WHAT YOU WILL DO |
Go through the entries and set each one down exactly.
==================================================
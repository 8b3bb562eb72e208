use std::fs;
use std::io::Write;
use std::path::{Path, PathBuf};

use sha2::{Digest, Sha256};
use tracing::debug;
use walkdir::WalkDir;
use zip::write::FileOptions;
use zip::CompressionMethod;

use crate::error::SynthError;

/// A local folder that gets zipped, uploaded to the staging bucket and
/// copied into its destination bucket at deploy time.
#[derive(Debug, Clone, PartialEq, Eq)]
pub struct Asset {
    pub source: PathBuf,
    /// sha256 of the relative file paths and their contents. Moving the
    /// folder somewhere else does not change it.
    pub hash: String,
    /// key of the packaged archive inside the staging bucket.
    pub object_key: String,
}

/// Reads the folder and computes its content hash.
pub fn stage(folder: &Path) -> Result<Asset, SynthError> {
    if !folder.is_dir() {
        return Err(SynthError::AssetNotFound(folder.to_path_buf()));
    }
    let files = list_files(folder)?;
    let mut hasher = Sha256::new();
    for (relative, path) in files.iter() {
        hasher.update(relative.as_bytes());
        hasher.update([0u8]);
        let contents = fs::read(path).map_err(|e| SynthError::io(path, e))?;
        hasher.update((contents.len() as u64).to_le_bytes());
        hasher.update(&contents);
    }
    let hash = format!("{:x}", hasher.finalize());
    debug!(folder = ?folder, files = files.len(), %hash, "staged asset");
    Ok(Asset {
        source: folder.to_path_buf(),
        object_key: format!("assets/{hash}.zip"),
        hash,
    })
}

/// Writes `<out_dir>/assets/<hash>.zip`. Entries are sorted and carry a
/// fixed timestamp so the same folder always produces the same archive.
pub fn package(asset: &Asset, out_dir: &Path) -> Result<PathBuf, SynthError> {
    let dest_dir = out_dir.join("assets");
    fs::create_dir_all(&dest_dir).map_err(|e| SynthError::io(&dest_dir, e))?;
    let dest = dest_dir.join(format!("{}.zip", asset.hash));
    let file = fs::File::create(&dest).map_err(|e| SynthError::io(&dest, e))?;
    let package_err = |source: zip::result::ZipError| SynthError::Package { path: dest.clone(), source };

    let mut zip = zip::ZipWriter::new(file);
    let options = FileOptions::default()
        .compression_method(CompressionMethod::Deflated)
        .last_modified_time(zip::DateTime::default())
        .unix_permissions(0o644);
    for (relative, path) in list_files(&asset.source)? {
        let contents = fs::read(&path).map_err(|e| SynthError::io(&path, e))?;
        zip.start_file(relative, options).map_err(package_err)?;
        zip.write_all(&contents).map_err(|e| SynthError::io(&dest, e))?;
    }
    zip.finish().map_err(package_err)?;
    debug!(archive = ?dest, "packaged asset");
    Ok(dest)
}

/// every file under `folder` as (relative path with `/` separators, full path).
fn list_files(folder: &Path) -> Result<Vec<(String, PathBuf)>, SynthError> {
    let mut out = vec![];
    for entry in WalkDir::new(folder).follow_links(true).sort_by_file_name() {
        let entry = match entry {
            Ok(e) => e,
            Err(e) => {
                let path = e.path().map(Path::to_path_buf).unwrap_or_else(|| folder.to_path_buf());
                return Err(SynthError::io(path, e.into()));
            }
        };
        if !entry.file_type().is_file() {
            continue;
        }
        let relative = entry.path().strip_prefix(folder).unwrap_or(entry.path());
        let relative = relative
            .components()
            .map(|c| c.as_os_str().to_string_lossy().into_owned())
            .collect::<Vec<_>>()
            .join("/");
        out.push((relative, entry.into_path()));
    }
    Ok(out)
}

#[cfg(test)]
mod tests {
    use super::*;
    use std::io::Read;

    fn write_site(dir: &Path, index: &str) {
        fs::write(dir.join("index.html"), index).unwrap();
        fs::create_dir_all(dir.join("css")).unwrap();
        fs::write(dir.join("css").join("site.css"), "body { margin: 0 }").unwrap();
    }

    #[test]
    fn hash_ignores_folder_location() {
        let a = tempfile::tempdir().unwrap();
        let b = tempfile::tempdir().unwrap();
        write_site(a.path(), "<h1>hi</h1>");
        write_site(b.path(), "<h1>hi</h1>");
        let asset_a = stage(a.path()).unwrap();
        let asset_b = stage(b.path()).unwrap();
        assert_eq!(asset_a.hash, asset_b.hash);
        assert_eq!(asset_a.object_key, format!("assets/{}.zip", asset_a.hash));
    }

    #[test]
    fn hash_changes_with_content() {
        let dir = tempfile::tempdir().unwrap();
        write_site(dir.path(), "<h1>hi</h1>");
        let before = stage(dir.path()).unwrap();
        fs::write(dir.path().join("index.html"), "<h1>bye</h1>").unwrap();
        let after = stage(dir.path()).unwrap();
        assert_ne!(before.hash, after.hash);
    }

    #[test]
    fn small_edits_change_the_hash() {
        // a +1/-2/+1 edit over adjacent bytes keeps an adler32 sum intact
        let dir = tempfile::tempdir().unwrap();
        fs::write(dir.path().join("index.html"), "<h1>bdb</h1>").unwrap();
        let before = stage(dir.path()).unwrap();
        fs::write(dir.path().join("index.html"), "<h1>cbc</h1>").unwrap();
        let after = stage(dir.path()).unwrap();
        assert_ne!(before.hash, after.hash);
        assert_ne!(before.object_key, after.object_key);
        assert_eq!(after.hash.len(), 64);
    }

    #[test]
    fn missing_folder_is_an_error() {
        let dir = tempfile::tempdir().unwrap();
        let err = stage(&dir.path().join("nope")).unwrap_err();
        assert!(matches!(err, SynthError::AssetNotFound(_)));
    }

    #[test]
    fn package_writes_every_file() {
        let dir = tempfile::tempdir().unwrap();
        let out = tempfile::tempdir().unwrap();
        write_site(dir.path(), "<h1>hi</h1>");
        let asset = stage(dir.path()).unwrap();
        let archive_path = package(&asset, out.path()).unwrap();
        assert_eq!(archive_path, out.path().join("assets").join(format!("{}.zip", asset.hash)));

        let mut archive = zip::ZipArchive::new(fs::File::open(&archive_path).unwrap()).unwrap();
        let mut names: Vec<&str> = archive.file_names().collect();
        names.sort();
        assert_eq!(names, vec!["css/site.css", "index.html"]);
        let mut index = String::new();
        archive.by_name("index.html").unwrap().read_to_string(&mut index).unwrap();
        assert_eq!(index, "<h1>hi</h1>");
    }
}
==================================================
YOUR RESPONSE |
repository 8b3bb562eb72e208
use std::fs;
use std::io::Write;
use std::path::{Path, PathBuf};

use sha2::{Digest, Sha256};
use tracing::debug;
use walkdir::WalkDir;
use zip::write::FileOptions;
use zip::CompressionMethod;

use crate::error::SynthError;

/// A local folder that gets zipped, uploaded to the staging bucket and
/// copied into its destination bucket at deploy time.
#[derive(Debug, Clone, PartialEq, Eq)]
pub struct Asset {
    pub source: PathBuf,
    /// sha256 of the relative file paths and their contents. Moving the
    /// folder somewhere else does not change it.
    pub hash: String,
    /// key of the packaged archive inside the staging bucket.
    pub object_key: String,
}

/// Reads the folder and computes its content hash.
pub fn stage(folder: &Path) -> Result<Asset, SynthError> {
    if !folder.is_dir() {
        return Err(SynthError::AssetNotFound(folder.to_path_buf()));
    }
    let files = list_files(folder)?;
    let mut hasher = Sha256::new();
    for (relative, path) in files.iter() {
        hasher.update(relative.as_bytes());
        hasher.update([0u8]);
        let contents = fs::read(path).map_err(|e| SynthError::io(path, e))?;
        hasher.update((contents.len() as u64).to_le_bytes());
        hasher.update(&contents);
    }
    let hash = format!("{:x}", hasher.finalize());
    debug!(folder = ?folder, files = files.len(), %hash, "staged asset");
    Ok(Asset {
        source: folder.to_path_buf(),
        object_key: format!("assets/{hash}.zip"),
        hash,
    })
}

/// Writes `<out_dir>/assets/<hash>.zip`. Entries are sorted and carry a
/// fixed timestamp so the same folder always produces the same archive.
pub fn package(asset: &Asset, out_dir: &Path) -> Result<PathBuf, SynthError> {
    let dest_dir = out_dir.join("assets");
    fs::create_dir_all(&dest_dir).map_err(|e| SynthError::io(&dest_dir, e))?;
    let dest = dest_dir.join(format!("{}.zip", asset.hash));
    let file = fs::File::create(&dest).map_err(|e| SynthError::io(&dest, e))?;
    let package_err = |source: zip::result::ZipError| SynthError::Package { path: dest.clone(), source };

    let mut zip = zip::ZipWriter::new(file);
    let options = FileOptions::default()
        .compression_method(CompressionMethod::Deflated)
        .last_modified_time(zip::DateTime::default())
        .unix_permissions(0o644);
    for (relative, path) in list_files(&asset.source)? {
        let contents = fs::read(&path).map_err(|e| SynthError::io(&path, e))?;
        zip.start_file(relative, options).map_err(package_err)?;
        zip.write_all(&contents).map_err(|e| SynthError::io(&dest, e))?;
    }
    zip.finish().map_err(package_err)?;
    debug!(archive = ?dest, "packaged asset");
    Ok(dest)
}

/// every file under `folder` as (relative path with `/` separators, full path).
fn list_files(folder: &Path) -> Result<Vec<(String, PathBuf)>, SynthError> {
    let mut out = vec![];
    for entry in WalkDir::new(folder).follow_links(true).sort_by_file_name() {
        let entry = match entry {
            Ok(e) => e,
            Err(e) => {
                let path = e.path().map(Path::to_path_buf).unwrap_or_else(|| folder.to_path_buf());
                return Err(SynthError::io(path, e.into()));
            }
        };
        if !entry.file_type().is_file() {
            continue;
        }
        let relative = entry.path().strip_prefix(folder).unwrap_or(entry.path());
        let relative = relative
            .components()
            .map(|c| c.as_os_str().to_string_lossy().into_owned())
            .collect::<Vec<_>>()
            .join("/");
        out.push((relative, entry.into_path()));
    }
    Ok(out)
}

#[cfg(test)]
mod tests {
    use super::*;
    use std::io::Read;

    fn write_site(dir: &Path, index: &str) {
        fs::write(dir.join("index.html"), index).unwrap();
        fs::create_dir_all(dir.join("css")).unwrap();
        fs::write(dir.join("css").join("site.css"), "body { margin: 0 }").unwrap();
    }

    #[test]
    fn hash_ignores_folder_location() {
        let a = tempfile::tempdir().unwrap();
        let b = tempfile::tempdir().unwrap();
        write_site(a.path(), "<h1>hi</h1>");
        write_site(b.path(), "<h1>hi</h1>");
        let asset_a = stage(a.path()).unwrap();
        let asset_b = stage(b.path()).unwrap();
        assert_eq!(asset_a.hash, asset_b.hash);
        assert_eq!(asset_a.object_key, format!("assets/{}.zip", asset_a.hash));
    }

    #[test]
    fn hash_changes_with_content() {
        let dir = tempfile::tempdir().unwrap();
        write_site(dir.path(), "<h1>hi</h1>");
        let before = stage(dir.path()).unwrap();
        fs::write(dir.path().join("index.html"), "<h1>bye</h1>").unwrap();
        let after = stage(dir.path()).unwrap();
        assert_ne!(before.hash, after.hash);
    }

    #[test]
    fn small_edits_change_the_hash() {
        // a +1/-2/+1 edit over adjacent bytes keeps an adler32 sum intact
        let dir = tempfile::tempdir().unwrap();
        fs::write(dir.path().join("index.html"), "<h1>bdb</h1>").unwrap();
        let before = stage(dir.path()).unwrap();
        fs::write(dir.path().join("index.html"), "<h1>cbc</h1>").unwrap();
        let after = stage(dir.path()).unwrap();
        assert_ne!(before.hash, after.hash);
        assert_ne!(before.object_key, after.object_key);
        assert_eq!(after.hash.len(), 64);
    }

    #[test]
    fn missing_folder_is_an_error() {
        let dir = tempfile::tempdir().unwrap();
        let err = stage(&dir.path().join("nope")).unwrap_err();
        assert!(matches!(err, SynthError::AssetNotFound(_)));
    }

    #[test]
    fn package_writes_every_file() {
        let dir = tempfile::tempdir().unwrap();
        let out = tempfile::tempdir().unwrap();
        write_site(dir.path(), "<h1>hi</h1>");
        let asset = stage(dir.path()).unwrap();
        let archive_path = package(&asset, out.path()).unwrap();
        assert_eq!(archive_path, out.path().join("assets").join(format!("{}.zip", asset.hash)));

        let mut archive = zip::ZipArchive::new(fs::File::open(&archive_path).unwrap()).unwrap();
        let mut names: Vec<&str> = archive.file_names().collect();
        names.sort();
        assert_eq!(names, vec!["css/site.css", "index.html"]);
        let mut index = String::new();
        archive.by_name("index.html").unwrap().read_to_string(&mut index).unwrap();
        assert_eq!(index, "<h1>hi</h1>");
    }
}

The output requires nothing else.